Thanks a lot, Pratap!
Dimitri

On Mon, Feb 4, 2013 at 9:43 AM, nalluri pratap <pratap_s...@yahoo.co.in>wrote:

>   Just modified your code a bit, hope this helps:
>
>  a=expand.grid(1:2,1:2)
> b=expand.grid(1:2,1:2,1:2)
> c=expand.grid(1:2,1:2,1:2,1:2)
> l.long<-list(a,b,c)
> mygrid<-do.call(expand.grid,lapply(l.long,function(x) 1:nrow(x)))
> out<-vector("list",nrow(mygrid))
> for(gridrow in 1:nrow(mygrid))
> {
>   sum_rows=0
>  for (i in seq_along(mygrid))
>   {
>     myrow<-mygrid[gridrow,i]
>     sum_rows=sum_rows+sum(l.long[[i]][myrow,])
>       }
>       out[[gridrow]]=sum_rows
> }
>
> Pratap
>
> --- On *Sun, 3/2/13, Dimitri Liakhovitski <dimitri.liakhovit...@gmail.com>
> * wrote:
>
>
> From: Dimitri Liakhovitski <dimitri.liakhovit...@gmail.com>
> Subject: [R] Looping through rows of all elements of a list that has
> variable length
> To: "r-help" <r-help@r-project.org>
> Date: Sunday, 3 February, 2013, 11:03 PM
>
>  Dear R-ers,
> I have a list of data frames such that the length of the list is unknown in
> advance (it could be 1 or 2 or more). Each element of the list contains a
> data frame.
> I need to loop through all rows of the list element 1 AND (if applicable)

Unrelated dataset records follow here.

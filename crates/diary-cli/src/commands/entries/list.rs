use diary_core::entry::Category;
use diary_core::open_listed;
use diary_core::storage::EntryFilter;

use crate::app::AppContext;
use crate::cli::ListArgs;
use crate::constants::DEFAULT_LIST_LIMIT;
use crate::helpers::parse_datetime;
use crate::output::{list_rows, views_json, LIST_COLUMNS};
use crate::ui::{self, badge, simple_table, Badge};

pub fn handle_list(ctx: &AppContext, args: &ListArgs) -> anyhow::Result<()> {
    let session = ctx.require_session()?;
    let service = ctx.open_service()?;

    let filter = EntryFilter {
        category: args
            .category
            .as_deref()
            .map(str::parse::<Category>)
            .transpose()?,
        favorites_only: args.favorites,
        since: args.since.as_deref().map(parse_datetime).transpose()?,
        until: args.until.as_deref().map(parse_datetime).transpose()?,
        limit: Some(args.limit.unwrap_or(DEFAULT_LIST_LIMIT)),
    };

    let documents = service.list_sealed(ctx.owner_id()?, &filter)?;
    let views = open_listed(&documents, session.cipher())?;

    if args.json {
        println!("{}", serde_json::to_string_pretty(&views_json(&views)?)?);
        return Ok(());
    }

    let ui_ctx = ctx.ui(false);
    if views.is_empty() {
        if !ctx.quiet() {
            ui::print(&ui_ctx, &badge(&ui_ctx, Badge::Info, "No entries found."));
        }
        return Ok(());
    }

    ui::print(&ui_ctx, &simple_table(&ui_ctx, &LIST_COLUMNS, &list_rows(&ui_ctx, &views)));

    let failed = views.iter().filter(|v| !v.is_decrypted()).count();
    if failed > 0 && !ctx.quiet() {
        eprintln!(
            "{}",
            badge(
                &ui_ctx,
                Badge::Warn,
                &format!("{} of {} entries could not be decrypted with the unlocked key.", failed, views.len()),
            )
        );
    }
    Ok(())
}
pub mod entries;
pub mod init;
pub mod legacy;
pub mod misc;
pub mod session;
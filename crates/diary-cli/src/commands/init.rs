use uuid::Uuid;

use diary_core::crypto::generate_encryption_salt;
use diary_core::SqliteEntryStore;

use crate::app::AppContext;
use crate::cli::InitArgs;
use crate::config::{default_store_path, write_config, DiaryConfig};
use crate::errors::CliError;
use crate::ui::{self, receipt};

pub fn handle_init(ctx: &AppContext, args: &InitArgs) -> anyhow::Result<()> {
    let config_path = ctx.config_path()?;
    if config_path.exists() && !args.force {
        return Err(CliError::invalid_input(format!(
            "Config already exists at {} (use --force to overwrite)",
            config_path.display()
        ))
        .into());
    }
    if args.max_derivations == Some(0) {
        return Err(CliError::invalid_input("--max-derivations must be at least 1").into());
    }

    let store_path = match &ctx.cli().store {
        Some(path) => path.clone(),
        None => default_store_path()?,
    };
    SqliteEntryStore::open(&store_path)?;

    let config = DiaryConfig::new(
        store_path.clone(),
        Uuid::new_v4(),
        generate_encryption_salt()?,
        args.backend,
        args.max_derivations,
    );
    write_config(&config_path, &config)?;
    tracing::info!(config = %config_path.display(), "initialized diary");

    if !ctx.quiet() {
        let ui_ctx = ctx.ui(false);
        ui::print(
            &ui_ctx,
            &receipt(
                &ui_ctx,
                "Diary initialized",
                &[
                    ("Config", config_path.display().to_string()),
                    ("Store", store_path.display().to_string()),
                    ("Session backend", args.backend.to_string()),
                ],
            ),
        );
        ui::print(&ui_ctx, &ui::hint(&ui_ctx, "Run `diary keygen` to create your encryption key."));
    }
    Ok(())
}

> of the list element 2 etc. and do something at each iteration.
> I am trying to figure out how to write a code that is generic, i.e., loops
> through the rows of all elements of my lists even if the total number of
> the list elments is unknown in advance.
> Below is an example.
>
> a=expand.grid(1:2,1:2)
> b=expand.grid(1:2,1:2,1:2)
> #################################################
> # My list that can have 1 element, e.g.:
> l.short<-vector("list",1)
> l.short[[1]]<-a
> # I need to loop through rows of l.short[[1]] and do somethinig (it's
> unimportant what exactly) with them, e.g.:
> out<-vector("list",nrow(l.short[[1]]))
> for(i in 1:nrow(l.short[[1]])){  # i<-1
>   out[[i]]<-sum(l.short[[1]][i,])
> }
> (out)
>
> #################################################
> # Or my list could have >1 elements, e.g., 2 like below (or 3 or more).

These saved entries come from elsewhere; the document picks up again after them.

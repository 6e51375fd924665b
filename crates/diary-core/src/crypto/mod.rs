//! Cryptographic operations for diary content.
//!
//! - **AES-256-GCM** with a client-held random key (system of record)
//! - **PBKDF2-HMAC-SHA256 + AES-256-CBC** with a per-request password (legacy)
//! - **SHA-256 verifier** to reject wrong legacy passwords early
//!
//! ## Threat Model
//!
//! We defend against:
//! - A server or database that stores and serves ciphertext (zero-knowledge for
//!   the GCM path: the key never leaves the client)
//! - Tampering with stored GCM fields
//!
//! We do NOT defend against:
//! - A compromised client holding an unlocked session
//! - Offline brute force of weak legacy passwords beyond the PBKDF2 cost

pub mod cbc;
pub mod gcm;
pub mod passphrase;
pub mod secret;
pub mod verifier;

pub use gcm::{bind_for_use, release, CipherHandle};
pub use passphrase::validate_password;
pub use secret::{
    export_for_backup, generate_encryption_salt, generate_secret, import_from_input, SecretKey,
};
pub use verifier::{compute_verifier, ensure_verified, verify, PasswordVerifier};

> # The total length of my list varies.
>
> l.long<-list(a,b)
> # I need to loop through rows of l.long[[1]] AND of l.long[[2]]
> simultaneously
> # and do something with both, - see example below.
> # Below, I am doing it "manually" by using expand.grid to create all
> combinations of rows of 2 elements of 'l.long':
> mygrid<-expand.grid(1:nrow(l.long[[1]]),1:nrow(l.long[[2]]))

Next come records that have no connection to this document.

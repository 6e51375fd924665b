//! Storage layer for sealed diary entries.
//!
//! The store is a collaborator of the confidentiality core: it persists
//! ciphertext and clear metadata and never sees keys or passwords.

pub mod row;
pub mod sqlite;
pub mod traits;
pub mod types;

pub use sqlite::SqliteEntryStore;
pub use traits::EntryStore;
pub use types::{EntryDocument, EntryFilter, EntryRecord, EntrySummary, Listed, UnreadableEntry};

> out<-vector("list",nrow(mygrid))
> for(gridrow in 1:nrow(mygrid)){  # gridrow<-1
>     row.a<-mygrid[gridrow,1]
>     row.b<-mygrid[gridrow,2]
>     out[[gridrow]]<-sum(l.long[[1]][row.a,])+sum(l.long[[2]][row.b,])
> }
> Thank you very much for any suggestions!
> --
> Dimitri Liakhovitski
> gfk.com <http://marketfusionanalytics.com/>
>
>     [[alternative HTML version deleted]]
>
> ______________________________________________
> R-help@r-project.org<http://in.mc1909.mail.yahoo.com/mc/compose?to=R-help@r-project.org>mailing
>  list
> https://stat.ethz.ch/mailman/listinfo/r-help
> PLEASE do read the posting guide
> http://www.R-project.org/posting-guide.html<http://www.r-project.org/posting-guide.html>
> and provide commented, minimal, self-contained, reproducible code.
>
>


-- 
Dimitri Liakhovitski
gfk.com <http://marketfusionanalytics.com/>

        [[alternative HTML version deleted]]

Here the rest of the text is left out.